Lastly, get unanimous consent every single time that something has been decided the way you want it to be decided. Even if someone disagrees personally with the decision being made, their personal judgment now must fight against not only the subconscious desire to please the apparent authority figure, but also must fight against the fact that they publicly declared to all of the people in the jury room that they agreed to some position already decided. If later, their personal judgment starts to creep back in and Juror John says something like, “I just don’t feel right about assessing damages in that amount,” you (as the jury foreperson) can say something like, “Well, we’ve already discussed that point, and I thought that we had all come to some sort of agreement on the appropriate amount. Would you like us to go back to that point again?” This is the equivalent of Milgram in his white lab coat giving the subject permission to end the experiment, but politely reminding the subject that they had, in fact, agreed to participate and that there are negative consequences to others should you go back on your word (in the experiment, the results of the experiment wouldn’t be as good, and in the jury room, John will be faced with the prospect that jurors may be angry with him for dragging them all back to an issue already decided). Juror John will likely desire to not drag the whole room back into an issue that he already agreed to, and will more likely just have the group go on with whatever you had them discussing at the time.
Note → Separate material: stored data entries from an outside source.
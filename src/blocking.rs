//! Access logging for synchronous handlers built on the `http` crate types.
//!
//! ```rust
//! use std::io::Write;
//!
//! use http::{Request, StatusCode};
//! use pinolog::blocking::RequestLogger;
//! use pinolog::capture::{ResponseRecorder, ResponseWriter};
//! use pinolog::Logger;
//!
//! let access = RequestLogger::new(Logger::default()).exclude("/-/");
//!
//! let req = Request::get("/hello").body(()).unwrap();
//! let mut res = ResponseRecorder::new();
//! access.handle(req, &mut res, |req, w| {
//!     let logger = pinolog::retrieve(req.extensions());
//!     logger.debug().msg("saying hello");
//!     w.write_status(StatusCode::OK);
//!     w.write_all(b"hello").unwrap();
//! });
//! ```

use http::Request;

use crate::access::{AccessLog, CONTENT_LENGTH_HEADER, ResponseSummary};
use crate::capture::{CaptureWriter, ResponseWriter};
use crate::context;
use crate::error::Result;
use crate::logger::Logger;
use crate::request_id::HeaderSource;

/// A synchronous request handler.
pub trait Handler<B> {
    fn serve(&self, req: Request<B>, w: &mut dyn ResponseWriter);
}

impl<B, F> Handler<B> for F
where
    F: Fn(Request<B>, &mut dyn ResponseWriter),
{
    fn serve(&self, req: Request<B>, w: &mut dyn ResponseWriter) {
        self(req, w)
    }
}

/// Access-log middleware for [`Handler`]s.
#[derive(Debug, Clone)]
pub struct RequestLogger {
    access: AccessLog,
}

impl RequestLogger {
    pub fn new(logger: Logger) -> Self {
        RequestLogger {
            access: AccessLog::new(logger),
        }
    }

    /// Middleware skipping every path starting with one of `prefixes`.
    pub fn with_excluded<I, T>(logger: Logger, prefixes: I) -> Self
    where
        I: IntoIterator<Item = T>,
        T: Into<String>,
    {
        prefixes
            .into_iter()
            .fold(Self::new(logger), |access, prefix| access.exclude(prefix))
    }

    pub fn exclude<T: Into<String>>(self, prefix: T) -> Self {
        RequestLogger {
            access: self.access.exclude(prefix),
        }
    }

    pub fn exclude_regex(self, pattern: &str) -> Result<Self> {
        Ok(RequestLogger {
            access: self.access.exclude_regex(pattern)?,
        })
    }

    pub fn request_id_header<T: Into<String>>(self, header: T) -> Self {
        RequestLogger {
            access: self.access.request_id_header(header),
        }
    }

    /// Runs `next` for `req`, logging around it.
    ///
    /// The request logger is attached to the request extensions before `next`
    /// runs.
    pub fn handle<B, F>(&self, mut req: Request<B>, w: &mut dyn ResponseWriter, next: F)
    where
        F: FnOnce(Request<B>, &mut dyn ResponseWriter),
    {
        let transaction = self.access.begin(&req);
        context::attach(req.extensions_mut(), Some(transaction.logger().clone()));

        let mut capture = CaptureWriter::new(w);
        next(req, &mut capture);

        let summary = ResponseSummary::new(capture.status_code())
            .content_length(capture.headers().header(CONTENT_LENGTH_HEADER).as_deref())
            .written(capture.length());
        transaction.complete(summary);
    }

    /// Wraps `handler` into a logged [`Handler`].
    pub fn wrap<H>(self, handler: H) -> Logged<H> {
        Logged {
            access: self,
            handler,
        }
    }
}

/// A [`Handler`] wrapped by [`RequestLogger::wrap`].
#[derive(Debug, Clone)]
pub struct Logged<H> {
    access: RequestLogger,
    handler: H,
}

impl<B, H: Handler<B>> Handler<B> for Logged<H> {
    fn serve(&self, req: Request<B>, w: &mut dyn ResponseWriter) {
        self.access
            .handle(req, w, |req, w| self.handler.serve(req, w));
    }
}
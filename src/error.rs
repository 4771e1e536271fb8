use thiserror::Error;

/// Errors produced while configuring loggers and middlewares.
///
/// Only construction-time failures ever reach the caller. Failures that happen
/// while serving a request are logged and swallowed.
#[derive(Debug, Error)]
pub enum Error {
    /// A level name that is neither empty nor one of the known severities.
    #[error("level {0} is not recognized")]
    UnrecognizedLevel(String),

    /// The operating system random source could not produce a request id.
    #[error("random source failed: {0}")]
    RandomGeneration(#[from] getrandom::Error),

    /// An exclusion pattern that is not a valid regular expression.
    #[error("invalid exclusion pattern: {0}")]
    InvalidPattern(#[from] regex::Error),
}

pub type Result<T, E = Error> = std::result::Result<T, E>;
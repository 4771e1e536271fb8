//! Response writers for the [`blocking`](crate::blocking) adapter.

use std::io::{self, Write};

use http::{HeaderMap, StatusCode};

/// Outbound side of a synchronous handler.
///
/// The body is written through [`io::Write`]. A body written before any
/// [`write_status`](ResponseWriter::write_status) call implies `200 OK`.
pub trait ResponseWriter: Write {
    fn headers(&self) -> &HeaderMap;

    fn headers_mut(&mut self) -> &mut HeaderMap;

    fn write_status(&mut self, status: StatusCode);
}

/// Decorator recording the status and the number of body bytes written.
pub struct CaptureWriter<'w> {
    inner: &'w mut dyn ResponseWriter,
    status: Option<StatusCode>,
    written: u64,
}

impl<'w> CaptureWriter<'w> {
    pub fn new(inner: &'w mut dyn ResponseWriter) -> Self {
        CaptureWriter {
            inner,
            status: None,
            written: 0,
        }
    }

    /// First status set by the handler, `200` if it never set one.
    pub fn status_code(&self) -> u16 {
        self.status.unwrap_or(StatusCode::OK).as_u16()
    }

    /// Body bytes written so far.
    pub fn length(&self) -> u64 {
        self.written
    }
}

impl Write for CaptureWriter<'_> {
    fn write(&mut self, buf: &[u8]) -> io::Result<usize> {
        // the body went out first, the status on the wire is 200
        self.status.get_or_insert(StatusCode::OK);
        let n = self.inner.write(buf)?;
        self.written += n as u64;
        Ok(n)
    }

    fn flush(&mut self) -> io::Result<()> {
        self.inner.flush()
    }
}

impl ResponseWriter for CaptureWriter<'_> {
    fn headers(&self) -> &HeaderMap {
        self.inner.headers()
    }

    fn headers_mut(&mut self) -> &mut HeaderMap {
        self.inner.headers_mut()
    }

    fn write_status(&mut self, status: StatusCode) {
        if self.status.is_none() {
            self.status = Some(status);
        }
        self.inner.write_status(status);
    }
}

/// In-memory response. Later status calls are ignored, like on the wire.
#[derive(Debug, Default)]
pub struct ResponseRecorder {
    status: Option<StatusCode>,
    headers: HeaderMap,
    body: Vec<u8>,
}

impl ResponseRecorder {
    pub fn new() -> Self {
        Self::default()
    }

    pub fn status(&self) -> StatusCode {
        self.status.unwrap_or(StatusCode::OK)
    }

    pub fn body(&self) -> &[u8] {
        &self.body
    }
}

impl Write for ResponseRecorder {
    fn write(&mut self, buf: &[u8]) -> io::Result<usize> {
        self.status.get_or_insert(StatusCode::OK);
        self.body.extend_from_slice(buf);
        Ok(buf.len())
    }

    fn flush(&mut self) -> io::Result<()> {
        Ok(())
    }
}

impl ResponseWriter for ResponseRecorder {
    fn headers(&self) -> &HeaderMap {
        &self.headers
    }

    fn headers_mut(&mut self) -> &mut HeaderMap {
        &mut self.headers
    }

    fn write_status(&mut self, status: StatusCode) {
        self.status.get_or_insert(status);
    }
}
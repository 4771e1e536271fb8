use std::{
    borrow::Cow,
    future::Future,
    marker::PhantomData,
    pin::Pin,
    rc::Rc,
    task::{Context, Poll},
};

use bytes::Bytes;
use futures_core::ready;
use pin_project_lite::pin_project;

use actix_service::{Service, Transform};
use actix_utils::future::{Ready, ready};
use actix_web::body::{BodySize, MessageBody};
use actix_web::dev::{Payload, ServiceRequest, ServiceResponse};
use actix_web::http::header::HOST;
use actix_web::{Error, FromRequest, HttpMessage, HttpRequest};

use crate::access::{
    AccessLog, CONTENT_LENGTH_HEADER, Completion, RequestView, ResponseSummary, Transaction,
};
use crate::context::{self, default_logger};
use crate::logger::{ERROR_KEY, Logger};
use crate::request_id::HeaderSource;

/// Middleware writing pino access records for every request.
///
/// Each request gets a child logger carrying its `reqId`. Handlers receive it
/// by taking a [`Logger`] argument.
///
/// # Examples
/// ```rust
/// use actix_web::{App, HttpResponse, web};
/// use pinolog::{Logger, PinoLogger};
///
/// async fn index(logger: Logger) -> HttpResponse {
///     logger.info().msg("hello from the handler");
///     HttpResponse::Ok().finish()
/// }
///
/// let app = App::new()
///     .wrap(PinoLogger::new(Logger::default()).exclude("/-/"))
///     .route("/", web::get().to(index));
/// ```
#[derive(Debug, Clone)]
pub struct PinoLogger(Rc<AccessLog>);

impl PinoLogger {
    /// Create `PinoLogger` middleware writing to `logger`.
    pub fn new(logger: Logger) -> PinoLogger {
        PinoLogger(Rc::new(AccessLog::new(logger)))
    }

    /// Middleware skipping every path starting with one of `prefixes`.
    pub fn with_excluded<I, T>(logger: Logger, prefixes: I) -> Self
    where
        I: IntoIterator<Item = T>,
        T: Into<String>,
    {
        prefixes
            .into_iter()
            .fold(Self::new(logger), |mw, prefix| mw.exclude(prefix))
    }

    /// Ignore and do not log access info for paths starting with `prefix`.
    pub fn exclude<T: Into<String>>(self, prefix: T) -> Self {
        PinoLogger(Rc::new(Rc::unwrap_or_clone(self.0).exclude(prefix)))
    }

    /// Ignore and do not log access info for paths that match `pattern`.
    pub fn exclude_regex(self, pattern: &str) -> crate::Result<Self> {
        Ok(PinoLogger(Rc::new(
            Rc::unwrap_or_clone(self.0).exclude_regex(pattern)?,
        )))
    }

    /// Read the inbound request id from `header` instead of `x-request-id`.
    pub fn request_id_header<T: Into<String>>(self, header: T) -> Self {
        PinoLogger(Rc::new(Rc::unwrap_or_clone(self.0).request_id_header(header)))
    }
}

impl Default for PinoLogger {
    /// Middleware writing to the [default logger](crate::default_logger).
    fn default() -> Self {
        PinoLogger::new(default_logger().clone())
    }
}

impl<S, B> Transform<S, ServiceRequest> for PinoLogger
where
    S: Service<ServiceRequest, Response = ServiceResponse<B>, Error = Error>,
    B: MessageBody,
{
    type Response = ServiceResponse<StreamLog<B>>;
    type Error = Error;
    type Transform = PinoLoggerMiddleware<S>;
    type InitError = ();
    type Future = Ready<Result<Self::Transform, Self::InitError>>;

    fn new_transform(&self, service: S) -> Self::Future {
        ready(Ok(PinoLoggerMiddleware {
            service,
            access: Rc::clone(&self.0),
        }))
    }
}

pin_project! {
    /// Response body counting the bytes sent. The completed record is written
    /// when the body is dropped.
    pub struct StreamLog<B> {
        #[pin]
        body: B,
        size: u64,
        completion: Option<Completion>,
    }

    impl<B> PinnedDrop for StreamLog<B> {
        fn drop(this: Pin<&mut Self>) {
            let this = this.project();
            if let Some(completion) = this.completion.take() {
                completion.finish(*this.size);
            }
        }
    }
}

impl<B: MessageBody> MessageBody for StreamLog<B> {
    type Error = B::Error;

    #[inline]
    fn size(&self) -> BodySize {
        self.body.size()
    }

    fn poll_next(
        self: Pin<&mut Self>,
        cx: &mut Context<'_>,
    ) -> Poll<Option<Result<Bytes, Self::Error>>> {
        let this = self.project();

        match ready!(this.body.poll_next(cx)) {
            Some(Ok(chunk)) => {
                *this.size += chunk.len() as u64;
                Poll::Ready(Some(Ok(chunk)))
            }
            Some(Err(err)) => Poll::Ready(Some(Err(err))),
            None => Poll::Ready(None),
        }
    }
}

/// Logger middleware service.
pub struct PinoLoggerMiddleware<S> {
    access: Rc<AccessLog>,
    service: S,
}

impl<S, B> Service<ServiceRequest> for PinoLoggerMiddleware<S>
where
    S: Service<ServiceRequest, Response = ServiceResponse<B>, Error = Error>,
    B: MessageBody,
{
    type Response = ServiceResponse<StreamLog<B>>;
    type Error = Error;
    type Future = PinoLoggerResponse<S, B>;

    actix_service::forward_ready!(service);

    fn call(&self, req: ServiceRequest) -> Self::Future {
        let transaction = self.access.begin(&req);
        context::attach(
            &mut *req.extensions_mut(),
            Some(transaction.logger().clone()),
        );

        PinoLoggerResponse {
            fut: self.service.call(req),
            transaction: Some(transaction),
            _phantom: PhantomData,
        }
    }
}

pin_project! {
    pub struct PinoLoggerResponse<S, B>
    where
        B: MessageBody,
        S: Service<ServiceRequest>,
    {
        #[pin]
        fut: S::Future,
        transaction: Option<Transaction>,
        _phantom: PhantomData<B>,
    }
}

impl<S, B> Future for PinoLoggerResponse<S, B>
where
    B: MessageBody,
    S: Service<ServiceRequest, Response = ServiceResponse<B>, Error = Error>,
{
    type Output = Result<ServiceResponse<StreamLog<B>>, Error>;

    fn poll(self: Pin<&mut Self>, cx: &mut Context<'_>) -> Poll<Self::Output> {
        let this = self.project();

        let res = match ready!(this.fut.poll(cx)) {
            Ok(res) => res,
            Err(err) => {
                if let Some(transaction) = this.transaction.take() {
                    let status = err.as_response_error().status_code().as_u16();
                    transaction.complete(ResponseSummary::new(status));
                }
                return Poll::Ready(Err(err));
            }
        };

        let completion = this.transaction.take().map(|transaction| {
            if let Some(error) = res.response().error() {
                transaction
                    .logger()
                    .debug()
                    .field(ERROR_KEY, error.to_string())
                    .msg("error in response");
            }

            let summary = ResponseSummary::new(res.status().as_u16())
                .content_length(res.headers().header(CONTENT_LENGTH_HEADER).as_deref());
            transaction.responded(summary)
        });

        Poll::Ready(Ok(res.map_body(move |_, body| StreamLog {
            body,
            size: 0,
            completion,
        })))
    }
}

impl HeaderSource for ServiceRequest {
    fn header(&self, name: &str) -> Option<Cow<'_, str>> {
        self.headers().header(name)
    }
}

impl RequestView for ServiceRequest {
    fn method(&self) -> &str {
        self.method().as_str()
    }

    fn uri(&self) -> Cow<'_, str> {
        let uri = self.uri();
        Cow::Borrowed(uri.path_and_query().map_or(uri.path(), |pq| pq.as_str()))
    }

    fn host(&self) -> Option<Cow<'_, str>> {
        self.headers()
            .header(HOST.as_str())
            .or_else(|| self.uri().host().map(Cow::Borrowed))
    }

    #[cfg(feature = "tracing-request-id")]
    fn request_id_hint(&self) -> Option<String> {
        self.extensions()
            .get::<tracing_actix_web::RequestId>()
            .map(|id| id.to_string())
    }
}

/// Extracts the request logger attached by [`PinoLogger`], or the default logger.
impl FromRequest for Logger {
    type Error = Error;
    type Future = Ready<Result<Self, Self::Error>>;

    fn from_request(req: &HttpRequest, _: &mut Payload) -> Self::Future {
        ready(Ok(context::retrieve(&*req.extensions())))
    }
}

#[cfg(test)]
mod tests {
    use super::*;
    use actix_web::test::{TestRequest, call_service, init_service, read_body};
    use actix_web::{App, HttpResponse, error, web};

    use crate::access::{INCOMING_REQUEST_MSG, REQUEST_COMPLETED_MSG};
    use crate::level::Severity;
    use crate::testing::{Buffer, logger};

    const BODY: &str = "I'm a teapot, short and stout";

    async fn teapot() -> HttpResponse {
        HttpResponse::ImATeapot().body(BODY)
    }

    async fn chatty(logger: Logger) -> HttpResponse {
        logger.debug().msg("inside handler");
        HttpResponse::Ok().body("ok")
    }

    async fn failing() -> Result<HttpResponse, Error> {
        Err(error::ErrorBadRequest("bad input"))
    }

    #[test]
    fn test_builder() {
        let mw = PinoLogger::new(Logger::default())
            .exclude("/health")
            .exclude_regex("^/api/v1/.*")
            .unwrap();
        assert!(mw.0.is_excluded("/health/live"));
        assert!(mw.0.is_excluded("/api/v1/users"));
        assert!(!mw.0.is_excluded("/api/v2/users"));

        assert!(PinoLogger::default().exclude_regex("[").is_err());
        assert_eq!(PinoLogger::default().0.logger().level(), Severity::Info);
    }

    #[actix_web::test]
    async fn test_trace_logs_request_and_response() {
        let buffer = Buffer::default();
        let app = init_service(
            App::new()
                .wrap(PinoLogger::new(logger("trace", &buffer)))
                .route("/my-req", web::get().to(teapot)),
        )
        .await;

        let req = TestRequest::get()
            .uri("/my-req?page=2")
            .insert_header(("host", "my-host:3000"))
            .insert_header(("x-request-id", "req-id"))
            .insert_header(("user-agent", "goHttp"))
            .insert_header(("x-forwarded-host", "client-host"))
            .insert_header(("x-forwarded-for", "192.0.2.1"))
            .to_request();
        let res = call_service(&app, req).await;
        assert_eq!(res.status().as_u16(), 418);
        assert_eq!(read_body(res).await, BODY);

        let records = buffer.records();
        assert_eq!(records.len(), 2);

        let incoming = &records[0];
        assert_eq!(incoming.msg, INCOMING_REQUEST_MSG);
        assert_eq!(incoming.level, "10");
        assert_eq!(incoming.req_id, "req-id");
        assert_eq!(incoming.url.as_ref().unwrap().path, "/my-req?page=2");
        let host = incoming.host.as_ref().unwrap();
        assert_eq!(host.hostname, "my-host");
        assert_eq!(host.forwarded_host, "client-host");
        assert_eq!(host.ip, "192.0.2.1");

        let completed = &records[1];
        assert_eq!(completed.msg, REQUEST_COMPLETED_MSG);
        assert_eq!(completed.level, "30");
        assert_eq!(completed.req_id, "req-id");
        let response = completed.http.as_ref().unwrap().response.as_ref().unwrap();
        assert_eq!(response.status_code, 418);
        assert_eq!(response.body.bytes, BODY.len() as u64);
        let request = completed.http.as_ref().unwrap().request.as_ref().unwrap();
        assert_eq!(request.method, "GET");
        assert_eq!(request.user_agent.original, "goHttp");
    }

    #[actix_web::test]
    async fn test_excluded_path_is_silent() {
        let buffer = Buffer::default();
        let app = init_service(
            App::new()
                .wrap(PinoLogger::with_excluded(logger("trace", &buffer), ["/-/"]))
                .route("/-/healthz", web::get().to(teapot)),
        )
        .await;

        let req = TestRequest::get().uri("/-/healthz").to_request();
        let res = call_service(&app, req).await;
        assert_eq!(res.status().as_u16(), 418);
        read_body(res).await;

        assert!(buffer.contents().is_empty());
    }

    #[actix_web::test]
    async fn test_handler_extracts_request_logger() {
        let buffer = Buffer::default();
        let app = init_service(
            App::new()
                .wrap(PinoLogger::new(logger("debug", &buffer)))
                .route("/", web::get().to(chatty)),
        )
        .await;

        let req = TestRequest::get().uri("/").to_request();
        read_body(call_service(&app, req).await).await;

        let records = buffer.records();
        assert_eq!(records.len(), 2);
        assert_eq!(records[0].msg, "inside handler");
        assert!(!records[0].req_id.is_empty());
        assert_eq!(records[0].req_id, records[1].req_id);
        assert_eq!(records[1].msg, REQUEST_COMPLETED_MSG);
    }

    #[actix_web::test]
    async fn test_extractor_without_middleware() {
        let req = TestRequest::default().to_http_request();
        let logger = Logger::extract(&req).await.unwrap();
        assert_eq!(logger.level(), Severity::Info);
    }

    #[actix_web::test]
    async fn test_error_response() {
        let buffer = Buffer::default();
        let app = init_service(
            App::new()
                .wrap(PinoLogger::new(logger("debug", &buffer)))
                .route("/fail", web::post().to(failing)),
        )
        .await;

        let req = TestRequest::post()
            .uri("/fail")
            .insert_header(("x-request-id", "req-id"))
            .to_request();
        let res = call_service(&app, req).await;
        assert_eq!(res.status().as_u16(), 400);
        read_body(res).await;

        let records = buffer.records();
        assert_eq!(records.len(), 2);
        assert_eq!(records[0].msg, "error in response");
        assert_eq!(records[0].level, "20");
        assert!(records[0].error.is_some());

        let response = records[1].http.as_ref().unwrap().response.as_ref().unwrap();
        assert_eq!(response.status_code, 400);
        assert_eq!(records[1].req_id, "req-id");
    }

    #[actix_web::test]
    async fn test_custom_request_id_header() {
        let buffer = Buffer::default();
        let app = init_service(
            App::new()
                .wrap(
                    PinoLogger::new(logger("info", &buffer)).request_id_header("x-correlation-id"),
                )
                .route("/", web::get().to(teapot)),
        )
        .await;

        let req = TestRequest::get()
            .uri("/")
            .insert_header(("x-correlation-id", "corr-1"))
            .to_request();
        read_body(call_service(&app, req).await).await;

        let records = buffer.records();
        assert_eq!(records.len(), 1);
        assert_eq!(records[0].req_id, "corr-1");
    }
}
Well, today, I got to put all of my little tricks into play. The jury was 4-1 against me when we entered the jury room. I was able to sway a single juror to my side with some easy arguments, by aiming at the one who was most torn between the positions. With a person on my side, it was a short, downhill ride to convince the aged mother of three to vote for the defense (even though she was the mother of one of the one of the attorneys for the prosecution). The real challenge was convincing another girl (who was the wife of that self-same attorney), but by arguing through the girl who I had managed to convert right off the bat, I was able to set up a duel of wits between them, knowing that the one on my side had more sophisticated weaponry at her disposal. Once I had her on board, the fifth jury member simply switched sides and we were able to sign the jury form for the defense.
Fantastic. The only downside is that I’m fairly sure this whole entry proves that I’m evil.